**Supplied entries:**
※ ※ ※
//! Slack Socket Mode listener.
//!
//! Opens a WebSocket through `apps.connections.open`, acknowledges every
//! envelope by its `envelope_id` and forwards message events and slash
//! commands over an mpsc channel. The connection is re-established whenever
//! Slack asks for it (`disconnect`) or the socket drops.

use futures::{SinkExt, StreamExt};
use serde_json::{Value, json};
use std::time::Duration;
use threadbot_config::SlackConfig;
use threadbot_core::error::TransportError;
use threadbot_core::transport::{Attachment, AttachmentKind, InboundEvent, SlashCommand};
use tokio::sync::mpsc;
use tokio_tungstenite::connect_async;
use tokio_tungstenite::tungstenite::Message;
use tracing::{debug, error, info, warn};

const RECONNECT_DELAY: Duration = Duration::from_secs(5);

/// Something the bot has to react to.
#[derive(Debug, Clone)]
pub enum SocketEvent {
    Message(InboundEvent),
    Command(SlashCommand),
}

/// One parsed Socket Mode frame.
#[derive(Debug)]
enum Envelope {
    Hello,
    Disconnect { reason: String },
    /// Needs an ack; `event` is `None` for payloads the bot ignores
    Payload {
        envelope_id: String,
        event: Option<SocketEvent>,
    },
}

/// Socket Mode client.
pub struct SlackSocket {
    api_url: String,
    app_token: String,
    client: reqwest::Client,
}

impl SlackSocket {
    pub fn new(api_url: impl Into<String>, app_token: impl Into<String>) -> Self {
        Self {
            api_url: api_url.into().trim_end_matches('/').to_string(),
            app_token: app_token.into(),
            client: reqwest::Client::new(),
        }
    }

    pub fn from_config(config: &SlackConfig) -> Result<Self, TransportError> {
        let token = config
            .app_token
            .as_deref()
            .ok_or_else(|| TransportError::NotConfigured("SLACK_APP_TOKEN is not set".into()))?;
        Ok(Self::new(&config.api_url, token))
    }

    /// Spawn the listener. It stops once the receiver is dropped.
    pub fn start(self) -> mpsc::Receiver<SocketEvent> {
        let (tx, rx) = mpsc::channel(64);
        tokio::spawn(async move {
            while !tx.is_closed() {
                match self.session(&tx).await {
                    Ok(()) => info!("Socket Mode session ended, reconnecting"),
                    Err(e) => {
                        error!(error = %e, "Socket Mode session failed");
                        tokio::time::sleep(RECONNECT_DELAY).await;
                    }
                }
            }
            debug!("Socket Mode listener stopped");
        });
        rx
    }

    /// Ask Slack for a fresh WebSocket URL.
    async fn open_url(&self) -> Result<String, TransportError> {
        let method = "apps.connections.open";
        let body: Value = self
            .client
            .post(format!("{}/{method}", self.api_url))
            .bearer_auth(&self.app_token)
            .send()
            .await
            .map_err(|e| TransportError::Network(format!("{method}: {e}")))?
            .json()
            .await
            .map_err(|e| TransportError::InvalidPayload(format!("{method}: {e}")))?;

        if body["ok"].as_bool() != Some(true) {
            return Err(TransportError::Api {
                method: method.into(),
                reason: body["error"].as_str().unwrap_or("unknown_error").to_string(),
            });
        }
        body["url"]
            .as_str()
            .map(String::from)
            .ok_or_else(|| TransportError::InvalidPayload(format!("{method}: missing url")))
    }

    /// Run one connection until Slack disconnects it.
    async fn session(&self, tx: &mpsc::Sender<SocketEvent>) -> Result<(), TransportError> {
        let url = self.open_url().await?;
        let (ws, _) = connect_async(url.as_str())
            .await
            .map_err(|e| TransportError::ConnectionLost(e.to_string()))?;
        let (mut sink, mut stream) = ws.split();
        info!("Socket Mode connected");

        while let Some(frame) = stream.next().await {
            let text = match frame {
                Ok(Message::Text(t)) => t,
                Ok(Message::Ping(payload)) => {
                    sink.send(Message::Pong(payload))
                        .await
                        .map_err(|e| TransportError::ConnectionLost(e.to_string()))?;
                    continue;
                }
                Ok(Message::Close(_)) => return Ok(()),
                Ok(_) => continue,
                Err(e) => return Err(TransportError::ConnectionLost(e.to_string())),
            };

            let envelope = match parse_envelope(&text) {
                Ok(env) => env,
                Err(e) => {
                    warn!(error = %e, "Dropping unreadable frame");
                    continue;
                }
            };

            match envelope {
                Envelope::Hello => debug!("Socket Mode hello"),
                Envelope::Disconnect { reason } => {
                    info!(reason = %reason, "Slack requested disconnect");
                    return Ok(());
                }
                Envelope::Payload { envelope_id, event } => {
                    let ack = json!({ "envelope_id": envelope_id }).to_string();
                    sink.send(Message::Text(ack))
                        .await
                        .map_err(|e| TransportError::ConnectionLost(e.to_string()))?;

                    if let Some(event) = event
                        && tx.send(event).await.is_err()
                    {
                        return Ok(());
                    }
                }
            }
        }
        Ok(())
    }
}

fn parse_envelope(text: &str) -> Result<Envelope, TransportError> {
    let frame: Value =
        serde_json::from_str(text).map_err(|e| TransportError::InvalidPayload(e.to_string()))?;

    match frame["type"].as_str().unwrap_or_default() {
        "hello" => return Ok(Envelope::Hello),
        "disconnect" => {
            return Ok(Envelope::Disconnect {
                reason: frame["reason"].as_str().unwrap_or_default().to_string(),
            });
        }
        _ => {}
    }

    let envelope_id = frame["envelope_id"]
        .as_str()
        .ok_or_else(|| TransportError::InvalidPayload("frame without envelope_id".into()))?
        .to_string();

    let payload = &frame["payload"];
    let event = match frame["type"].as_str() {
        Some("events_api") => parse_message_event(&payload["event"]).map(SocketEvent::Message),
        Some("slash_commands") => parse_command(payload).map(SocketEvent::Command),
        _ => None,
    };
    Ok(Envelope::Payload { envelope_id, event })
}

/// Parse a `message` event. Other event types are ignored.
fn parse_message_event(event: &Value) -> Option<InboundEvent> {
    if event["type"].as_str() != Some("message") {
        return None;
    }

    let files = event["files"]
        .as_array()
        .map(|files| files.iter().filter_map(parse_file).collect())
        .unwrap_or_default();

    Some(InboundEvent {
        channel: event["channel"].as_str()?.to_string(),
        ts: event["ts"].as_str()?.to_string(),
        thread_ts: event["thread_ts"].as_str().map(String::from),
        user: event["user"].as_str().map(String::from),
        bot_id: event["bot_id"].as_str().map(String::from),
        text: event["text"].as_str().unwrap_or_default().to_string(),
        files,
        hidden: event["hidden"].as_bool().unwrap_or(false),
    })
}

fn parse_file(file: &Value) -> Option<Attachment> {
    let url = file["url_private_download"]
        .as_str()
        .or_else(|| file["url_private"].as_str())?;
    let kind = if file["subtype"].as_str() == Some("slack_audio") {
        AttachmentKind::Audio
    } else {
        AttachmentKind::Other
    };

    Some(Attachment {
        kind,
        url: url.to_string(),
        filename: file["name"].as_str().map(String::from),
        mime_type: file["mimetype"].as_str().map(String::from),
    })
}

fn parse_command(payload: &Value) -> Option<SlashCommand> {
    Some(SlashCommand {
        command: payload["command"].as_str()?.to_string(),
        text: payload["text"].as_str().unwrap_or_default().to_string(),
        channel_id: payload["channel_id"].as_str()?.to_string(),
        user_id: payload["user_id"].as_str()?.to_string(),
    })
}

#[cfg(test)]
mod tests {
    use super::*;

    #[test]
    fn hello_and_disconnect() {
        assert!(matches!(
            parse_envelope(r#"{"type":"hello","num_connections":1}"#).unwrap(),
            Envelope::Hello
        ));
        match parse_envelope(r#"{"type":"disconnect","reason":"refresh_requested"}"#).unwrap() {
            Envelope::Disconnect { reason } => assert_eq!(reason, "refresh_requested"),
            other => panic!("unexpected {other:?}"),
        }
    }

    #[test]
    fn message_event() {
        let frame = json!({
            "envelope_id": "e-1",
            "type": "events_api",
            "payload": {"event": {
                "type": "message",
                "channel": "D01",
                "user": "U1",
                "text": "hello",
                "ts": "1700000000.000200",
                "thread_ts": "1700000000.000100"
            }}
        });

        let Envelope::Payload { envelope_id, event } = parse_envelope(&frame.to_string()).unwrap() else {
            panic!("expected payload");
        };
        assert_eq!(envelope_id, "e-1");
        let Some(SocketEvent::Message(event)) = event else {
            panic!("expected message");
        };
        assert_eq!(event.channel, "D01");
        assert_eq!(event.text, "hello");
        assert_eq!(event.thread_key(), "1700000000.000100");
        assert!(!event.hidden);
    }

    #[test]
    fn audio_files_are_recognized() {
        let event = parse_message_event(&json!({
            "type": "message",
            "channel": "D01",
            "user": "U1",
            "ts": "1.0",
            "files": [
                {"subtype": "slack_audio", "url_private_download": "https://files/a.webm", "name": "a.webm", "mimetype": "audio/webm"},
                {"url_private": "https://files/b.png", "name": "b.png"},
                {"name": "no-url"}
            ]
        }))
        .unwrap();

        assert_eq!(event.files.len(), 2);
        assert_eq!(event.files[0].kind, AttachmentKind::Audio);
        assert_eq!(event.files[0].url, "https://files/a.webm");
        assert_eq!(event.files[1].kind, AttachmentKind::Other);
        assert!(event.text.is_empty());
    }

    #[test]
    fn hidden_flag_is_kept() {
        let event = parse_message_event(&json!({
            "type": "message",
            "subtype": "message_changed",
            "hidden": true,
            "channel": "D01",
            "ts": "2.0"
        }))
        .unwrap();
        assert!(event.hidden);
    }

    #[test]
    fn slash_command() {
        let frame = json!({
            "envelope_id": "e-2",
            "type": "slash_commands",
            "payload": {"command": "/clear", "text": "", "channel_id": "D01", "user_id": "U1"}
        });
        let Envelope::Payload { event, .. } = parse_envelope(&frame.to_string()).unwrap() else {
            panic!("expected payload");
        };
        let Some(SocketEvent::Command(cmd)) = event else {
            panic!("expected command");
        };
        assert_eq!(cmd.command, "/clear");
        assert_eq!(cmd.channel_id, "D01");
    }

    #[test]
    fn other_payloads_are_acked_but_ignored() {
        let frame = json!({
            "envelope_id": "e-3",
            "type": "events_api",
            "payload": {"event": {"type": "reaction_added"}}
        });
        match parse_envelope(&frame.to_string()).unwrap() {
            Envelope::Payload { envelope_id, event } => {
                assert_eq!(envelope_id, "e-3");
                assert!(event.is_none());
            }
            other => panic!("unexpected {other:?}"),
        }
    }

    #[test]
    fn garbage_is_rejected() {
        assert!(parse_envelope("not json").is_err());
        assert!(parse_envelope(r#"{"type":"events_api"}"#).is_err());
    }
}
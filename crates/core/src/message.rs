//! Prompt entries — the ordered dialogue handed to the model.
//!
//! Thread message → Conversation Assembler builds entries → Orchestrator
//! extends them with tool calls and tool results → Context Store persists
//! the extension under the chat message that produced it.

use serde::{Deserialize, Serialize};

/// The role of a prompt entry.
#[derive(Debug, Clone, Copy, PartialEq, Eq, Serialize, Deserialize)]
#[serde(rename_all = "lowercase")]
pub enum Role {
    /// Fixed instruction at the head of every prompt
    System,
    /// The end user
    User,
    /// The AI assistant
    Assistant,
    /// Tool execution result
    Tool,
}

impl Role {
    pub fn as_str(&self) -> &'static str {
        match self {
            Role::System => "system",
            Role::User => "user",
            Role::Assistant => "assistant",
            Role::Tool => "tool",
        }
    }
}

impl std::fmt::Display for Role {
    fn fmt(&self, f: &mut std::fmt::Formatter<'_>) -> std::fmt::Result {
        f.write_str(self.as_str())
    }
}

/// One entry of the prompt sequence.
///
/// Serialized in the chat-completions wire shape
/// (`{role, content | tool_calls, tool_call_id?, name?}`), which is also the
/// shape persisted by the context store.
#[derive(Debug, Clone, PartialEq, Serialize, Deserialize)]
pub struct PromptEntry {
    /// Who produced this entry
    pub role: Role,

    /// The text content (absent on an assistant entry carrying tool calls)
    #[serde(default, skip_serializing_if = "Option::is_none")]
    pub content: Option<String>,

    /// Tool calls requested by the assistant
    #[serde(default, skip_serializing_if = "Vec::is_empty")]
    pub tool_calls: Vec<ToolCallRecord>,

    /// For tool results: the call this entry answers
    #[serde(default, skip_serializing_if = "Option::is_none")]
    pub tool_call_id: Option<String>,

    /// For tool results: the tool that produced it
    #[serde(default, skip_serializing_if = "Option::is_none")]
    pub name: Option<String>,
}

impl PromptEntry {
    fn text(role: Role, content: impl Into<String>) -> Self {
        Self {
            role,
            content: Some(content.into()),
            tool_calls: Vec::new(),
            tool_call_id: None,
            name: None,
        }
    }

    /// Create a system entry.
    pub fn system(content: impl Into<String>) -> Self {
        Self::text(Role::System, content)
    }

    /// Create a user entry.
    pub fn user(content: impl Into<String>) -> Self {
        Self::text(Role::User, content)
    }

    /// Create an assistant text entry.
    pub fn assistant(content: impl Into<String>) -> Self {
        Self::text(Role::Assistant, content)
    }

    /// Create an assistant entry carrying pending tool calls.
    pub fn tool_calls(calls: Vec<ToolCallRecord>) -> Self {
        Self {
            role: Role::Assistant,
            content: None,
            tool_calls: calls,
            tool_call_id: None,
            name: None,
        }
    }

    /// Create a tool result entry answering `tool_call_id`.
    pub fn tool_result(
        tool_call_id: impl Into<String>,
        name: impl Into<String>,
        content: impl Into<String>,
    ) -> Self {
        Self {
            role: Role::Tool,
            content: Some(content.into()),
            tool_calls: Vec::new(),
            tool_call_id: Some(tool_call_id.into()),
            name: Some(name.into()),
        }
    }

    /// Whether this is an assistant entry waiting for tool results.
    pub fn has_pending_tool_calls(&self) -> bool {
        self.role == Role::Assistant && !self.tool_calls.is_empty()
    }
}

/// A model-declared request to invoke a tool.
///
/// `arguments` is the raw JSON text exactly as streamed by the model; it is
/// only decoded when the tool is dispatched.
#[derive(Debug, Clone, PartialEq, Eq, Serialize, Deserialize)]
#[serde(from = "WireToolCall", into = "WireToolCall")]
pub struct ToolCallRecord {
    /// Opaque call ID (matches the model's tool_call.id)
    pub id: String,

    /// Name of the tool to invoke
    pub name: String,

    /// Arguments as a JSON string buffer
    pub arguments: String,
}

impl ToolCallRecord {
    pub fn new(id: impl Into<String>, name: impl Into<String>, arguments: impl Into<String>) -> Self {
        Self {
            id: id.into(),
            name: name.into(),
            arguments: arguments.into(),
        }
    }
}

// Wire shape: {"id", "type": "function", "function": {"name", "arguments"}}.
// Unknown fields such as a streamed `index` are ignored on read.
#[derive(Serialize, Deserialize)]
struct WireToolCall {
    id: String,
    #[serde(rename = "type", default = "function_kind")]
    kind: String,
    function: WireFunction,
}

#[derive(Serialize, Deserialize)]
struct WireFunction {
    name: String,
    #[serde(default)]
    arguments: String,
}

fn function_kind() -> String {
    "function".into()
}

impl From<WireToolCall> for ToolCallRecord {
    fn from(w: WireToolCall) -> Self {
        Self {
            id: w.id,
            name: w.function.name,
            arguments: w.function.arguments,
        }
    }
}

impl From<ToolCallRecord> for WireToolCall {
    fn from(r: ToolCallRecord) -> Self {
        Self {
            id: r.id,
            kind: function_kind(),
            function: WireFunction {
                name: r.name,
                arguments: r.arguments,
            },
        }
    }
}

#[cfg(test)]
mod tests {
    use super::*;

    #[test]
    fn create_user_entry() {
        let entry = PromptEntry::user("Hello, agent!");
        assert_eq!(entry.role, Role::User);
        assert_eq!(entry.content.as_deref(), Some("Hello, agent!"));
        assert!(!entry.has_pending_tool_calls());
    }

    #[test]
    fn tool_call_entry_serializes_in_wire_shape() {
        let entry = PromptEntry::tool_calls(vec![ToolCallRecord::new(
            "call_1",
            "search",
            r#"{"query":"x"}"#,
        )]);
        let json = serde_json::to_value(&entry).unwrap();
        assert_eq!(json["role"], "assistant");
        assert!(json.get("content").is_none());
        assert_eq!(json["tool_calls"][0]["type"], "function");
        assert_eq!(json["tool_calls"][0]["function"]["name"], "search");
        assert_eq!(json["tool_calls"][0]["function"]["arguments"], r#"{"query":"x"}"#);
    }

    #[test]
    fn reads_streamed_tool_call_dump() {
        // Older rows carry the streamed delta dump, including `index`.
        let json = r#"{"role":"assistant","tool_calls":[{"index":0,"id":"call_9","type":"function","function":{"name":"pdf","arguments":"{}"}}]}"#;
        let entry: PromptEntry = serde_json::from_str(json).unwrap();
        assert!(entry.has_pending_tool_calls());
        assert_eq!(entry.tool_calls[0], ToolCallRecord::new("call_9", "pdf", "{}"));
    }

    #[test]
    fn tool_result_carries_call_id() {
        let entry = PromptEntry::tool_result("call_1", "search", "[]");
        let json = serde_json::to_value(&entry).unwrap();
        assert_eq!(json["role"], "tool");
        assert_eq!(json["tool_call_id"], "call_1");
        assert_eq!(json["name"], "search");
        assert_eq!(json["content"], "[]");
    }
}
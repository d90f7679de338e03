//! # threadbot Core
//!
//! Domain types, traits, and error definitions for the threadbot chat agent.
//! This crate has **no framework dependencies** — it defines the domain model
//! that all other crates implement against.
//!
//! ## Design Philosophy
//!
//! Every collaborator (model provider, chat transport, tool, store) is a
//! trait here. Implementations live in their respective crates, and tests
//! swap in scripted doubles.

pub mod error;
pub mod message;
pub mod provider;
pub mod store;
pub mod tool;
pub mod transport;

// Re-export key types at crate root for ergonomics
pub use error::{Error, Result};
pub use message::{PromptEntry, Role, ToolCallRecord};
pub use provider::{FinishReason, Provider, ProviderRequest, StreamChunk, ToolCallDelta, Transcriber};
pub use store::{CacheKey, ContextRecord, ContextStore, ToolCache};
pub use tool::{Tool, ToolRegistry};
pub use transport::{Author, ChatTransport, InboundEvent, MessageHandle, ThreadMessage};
※ ※ ※
**What you have to do:** Go line by line through the material and count the lines holding the word "WireToolCall". State only the total.

**Response box:** 5